President Obama will now receive regular updates on foreign cyberattacks after the largest data breach ever compromised more than 75 million JP Morgan Chase bank accounts. That summer attack now ranks alongside Islamic State group news as a national security concern, according to reports, in part because of worries that the Russian government might have supported the attack.
An investigation into the attack is still ongoing, with the FBI, National Security Agency, Secret Service and others trying to find out what exactly happened, and why. The attack was first discovered in July; it began shortly after the U.S. introduced a tough round of Russian sanctions in retaliation for the invasion of Ukraine. Investigators have said they’re acting under the assumption that the attack originated in Russia or Eastern Europe, though they’ve said Obama has been frustrated with the inability to identify a concrete motive.
“The question kept coming back, ‘Is this plain old theft, or is it Putin retaliating?’” one senior American official told the New York Times of his conversations with the president. “And the answer was: We don’t know for sure.”
The questions were further complicated by the hackers’ apparent decision to not steal any money from the largest American bank. Chase, in a report filed with the Securities and Exchange Commission, said user contact information including names, addresses, phone numbers and email addresses was stolen, though they have yet to detect any incidents of fraud.
Chase previously infuriated Russian officials when the bank, after years of bad publicity for its role in the 2008 housing crisis, took the step of freezing a less than $5,000 transfer from the Russian embassy in Kazakhstan to the Sogaz Insurance Group, which is owned by the St.
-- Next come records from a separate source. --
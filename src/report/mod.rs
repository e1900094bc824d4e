//! Daily batch reports
//!
//! On-demand analysis of one line for one production date: a full re-read of
//! the day's readings through the same registry and pipeline the live engine
//! uses, plus the per-brick-type breakdown and quota comparison that only
//! make sense for a whole day.

use chrono::{DateTime, NaiveDate, Utc};
use serde::{Deserialize, Serialize};
use tracing::{info, warn};

use crate::acquisition::{
    DeviceMap, FileBatchIngestor, IngestError, Ingestor, ParseStats, ReadingStore, SourceFilter, StoreBatchIngestor,
};
use crate::aggregation::{brick_types_of, compute_stage_totals, compare_quota, QuotaComparison, StageLayout, WasteCalculator};
use crate::config::EngineConfig;
use crate::pipeline::{absorb, load_line_grades, MetricsPipeline};
use crate::reconciler::{CounterReconciler, DeviceRegistry, DeviceState};
use crate::types::{AnomalyRecord, DeviceMetrics, GradeBreakdown, SourceKey, StageTotals, WasteMetrics};

/// Stage and waste view restricted to one brick-type variant.
#[derive(Debug, Clone, PartialEq, Serialize, Deserialize)]
pub struct BrickTypeReport {
    pub brick_type: String,
    pub stages: Vec<StageTotals>,
    pub waste: WasteMetrics,
}

/// Full day report of one line.
#[derive(Debug, Clone, PartialEq, Serialize, Deserialize)]
pub struct LineReport {
    pub line: String,
    pub date: NaiveDate,
    /// Ingestor the readings came from
    pub source: String,
    /// Time the live metrics were evaluated at (latest reading)
    #[serde(default, skip_serializing_if = "Option::is_none")]
    pub evaluated_at: Option<DateTime<Utc>>,
    pub parse: ParseStats,
    pub failed_sources: usize,
    pub stages: Vec<StageTotals>,
    pub waste: WasteMetrics,
    #[serde(default, skip_serializing_if = "Vec::is_empty")]
    pub brick_types: Vec<BrickTypeReport>,
    #[serde(default, skip_serializing_if = "Option::is_none")]
    pub grades: Option<GradeBreakdown>,
    pub devices: Vec<DeviceMetrics>,
    pub anomaly: AnomalyRecord,
    #[serde(default, skip_serializing_if = "Option::is_none")]
    pub quota: Option<QuotaComparison>,
}

impl LineReport {
    /// Units leaving the line: graded units when known, else the last stage.
    pub fn finished_units(&self) -> u64 {
        self.grades
            .as_ref()
            .map(GradeBreakdown::total)
            .or_else(|| self.stages.last().map(|s| s.combined_total))
            .unwrap_or(0)
    }
}

/// Whole-day log-file ingestor for one line.
pub fn file_ingestor(config: &EngineConfig, line: &str) -> FileBatchIngestor {
    FileBatchIngestor::new(
        config.engine.log_root.clone(),
        SourceFilter::for_line(line).excluding(config.waste.classification_position.clone()),
        DeviceMap::new(&config.devices),
    )
}

/// Whole-day datastore ingestor for one line.
pub fn store_ingestor(config: &EngineConfig, store: ReadingStore, line: &str) -> StoreBatchIngestor {
    StoreBatchIngestor::new(store, DeviceMap::new(&config.devices), Some(line.to_string()))
}

/// Analyze one line for one date.
///
/// `product` overrides the line's configured quota product.
pub fn analyze_line(
    config: &EngineConfig,
    ingestor: &dyn Ingestor,
    date: NaiveDate,
    line: &str,
    product: Option<&str>,
) -> Result<LineReport, IngestError> {
    let collected = ingestor.collect(date)?;
    let registry = DeviceRegistry::new(
        CounterReconciler::from_config(&config.reconciler),
        config.reconciler.window_size,
    );
    let summary = absorb(&registry, &collected);
    let devices = registry.snapshot();
    if devices.is_empty() {
        warn!(line = %line, date = %date, source = ingestor.name(), "No counter sources found");
    }

    let grades = load_line_grades(
        &config.engine.log_root,
        date,
        &[line.to_string()],
        &config.waste.classification_position,
        registry.reconciler(),
    )
    .remove(line);

    let evaluated_at = devices.iter().filter_map(|(_, s)| s.last_seen_timestamp).max();
    let pipeline = MetricsPipeline::new(config.clone());
    let snapshot = pipeline.line_snapshot(line, &devices, grades.clone(), evaluated_at.unwrap_or_else(Utc::now));

    let mut report = LineReport {
        line: line.to_string(),
        date,
        source: ingestor.name().to_string(),
        evaluated_at,
        parse: collected.stats,
        failed_sources: collected.failed_sources,
        stages: snapshot.stages,
        waste: snapshot.waste,
        brick_types: brick_type_breakdown(config, line, &devices),
        grades,
        devices: snapshot.devices,
        anomaly: snapshot.anomaly,
        quota: None,
    };
    report.quota = quota_for(config, &report, product);

    info!(
        line = %line,
        date = %date,
        devices = devices.len(),
        resets = summary.resets,
        entry = report.waste.entry_total,
        finished = report.finished_units(),
        "Daily analysis complete"
    );
    Ok(report)
}

/// Stage totals and waste per brick-type variant, when the line has variants.
fn brick_type_breakdown(config: &EngineConfig, line: &str, devices: &[(SourceKey, DeviceState)]) -> Vec<BrickTypeReport> {
    let layout = StageLayout::for_line(line, config);
    let calculator = WasteCalculator::from_config(&config.waste);
    brick_types_of(devices, line)
        .into_iter()
        .map(|brick_type| {
            let stages = compute_stage_totals(&layout, devices, Some(&brick_type));
            let waste = calculator.compute(&layout, &stages, None, None);
            BrickTypeReport {
                brick_type,
                stages,
                waste,
            }
        })
        .collect()
}

fn quota_for(config: &EngineConfig, report: &LineReport, product: Option<&str>) -> Option<QuotaComparison> {
    let product = product
        .map(str::to_string)
        .or_else(|| config.line(&report.line).and_then(|l| l.product.clone()))?;
    let Some(target) = config.quota.get(&product) else {
        warn!(product = %product, "Unknown quota product");
        return None;
    };
    Some(compare_quota(&product, target, report.date, report.finished_units()))
}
Petersburg-based OAO Bank Rossiya, which itself is owned by one of Russian President Vladimir Putin’s associates.
“Any hostile actions against the Russian diplomatic mission are not only a grossest violation of international law, but are also fraught with countermeasures that unavoidably will affect activities of the embassy and consulates of the U.S. in Russia,” Russian Foreign Ministry spokesman Alexander Lukashevich said at the time, adding that JP Morgan’s decision was “absolutely unacceptable, illegal and absurd.”
Previous high-profile attacks on retailers like Target and Home Depot targeted the stores’ point-of-sale machinery, a clear indication that the perpetrators were motivated by finances. While spending what may have been months inside Chase’s massive financial system, though, the hackers didn't take any monetary information. Citigroup, E*Trade, Regions Financial Corp. and other financial institutions are also believed to have been targeted in this hack. None of the companies think they were breached, though they did report seeing Web traffic rise at the same time Chase was infiltrated, sources close to the issue told the Wall Street Journal.
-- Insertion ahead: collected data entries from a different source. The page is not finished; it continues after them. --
//! Finished-goods classification source
//!
//! The warehouse intake folder of a line holds the grade breakdown either as
//! a small JSON table:
//!
//! ```text
//! <line>/nhap-kho/classification.json   {"A1": 9000, "A2": 300, "CL": 120}
//! ```
//!
//! or as one counter log folder per grade (`<line>/nhap-kho/a1/*.txt`),
//! which must be reconciled like any other counter.

use std::collections::BTreeMap;
use std::path::{Path, PathBuf};
use tracing::debug;

use super::discovery::list_log_files;
use super::log_parser::parse_readings;
use crate::types::{GradeBreakdown, Reading};

pub const CLASSIFICATION_FILE: &str = "classification.json";

#[derive(Debug, thiserror::Error)]
pub enum ClassificationError {
    #[error("failed to read {}: {}", .0.display(), .1)]
    Io(PathBuf, std::io::Error),
    #[error("invalid classification table {}: {}", .0.display(), .1)]
    Parse(PathBuf, serde_json::Error),
}

/// Raw grade data for one line.
#[derive(Debug, Clone, PartialEq, Eq)]
pub enum ClassificationSource {
    /// Final unit counts per grade
    Table(GradeBreakdown),
    /// Cumulative counter readings per grade, time-ordered
    Counters(BTreeMap<String, Vec<Reading>>),
}

/// Load the classification of one line directory, if present.
///
/// The JSON table wins over grade folders when both exist.
pub fn load_classification(
    line_dir: &Path,
    position: &str,
) -> Result<Option<ClassificationSource>, ClassificationError> {
    let dir = line_dir.join(position);
    if !dir.is_dir() {
        return Ok(None);
    }

    let table = dir.join(CLASSIFICATION_FILE);
    if table.is_file() {
        let text = std::fs::read_to_string(&table)
            .map_err(|e| ClassificationError::Io(table.clone(), e))?;
        let raw: BTreeMap<String, u64> =
            serde_json::from_str(&text).map_err(|e| ClassificationError::Parse(table.clone(), e))?;
        let grades = raw
            .into_iter()
            .map(|(grade, units)| (grade.trim().to_uppercase(), units))
            .collect();
        return Ok(Some(ClassificationSource::Table(GradeBreakdown { grades })));
    }

    let mut counters: BTreeMap<String, Vec<Reading>> = BTreeMap::new();
    let entries = std::fs::read_dir(&dir).map_err(|e| ClassificationError::Io(dir.clone(), e))?;
    for entry in entries.flatten() {
        let grade_dir = entry.path();
        if !grade_dir.is_dir() {
            continue;
        }
        let Some(grade) = grade_dir.file_name().and_then(|n| n.to_str()) else {
            continue;
        };
        let grade = grade.trim().to_uppercase();
        for file in list_log_files(&grade_dir) {
            let text = std::fs::read(&file).map_err(|e| ClassificationError::Io(file.clone(), e))?;
            let (readings, stats) = parse_readings(&String::from_utf8_lossy(&text), &grade, position);
            if stats.skipped > 0 {
                debug!(grade = %grade, skipped = stats.skipped, "Skipped malformed grade lines");
            }
            counters.entry(grade.clone()).or_default().extend(readings);
        }
    }

    if counters.is_empty() {
        return Ok(None);
    }
    for readings in counters.values_mut() {
        readings.sort_by_key(|r| r.timestamp);
    }
    Ok(Some(ClassificationSource::Counters(counters)))
}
Customers have been advised to change their passwords, but this hack bears more resemblance to a data breach on NASDAQ’s cyber-networks in October 2010. The breach, first made public by Bloomberg Businessweek in July, wasn’t an attempt to destroy the NASDAQ, intelligence agencies speculated, but intended to essentially clone the stock exchange. Top U.S. law enforcement groups were also involved that investigation, with House Intelligence Committee Chairman Mike Rogers admitting to Bloomberg NASDAQ infiltration was an ominous sign of things to come.
“We’ve seen a nation-state gain access to at least one of our stock exchanges, I’ll put it that way, and it’s not crystal clear what their final objective is,” Rogers said in July. “The bad news of that equation is, I’m not sure you will really know until that final trigger is pulled. And you never want to get to that.”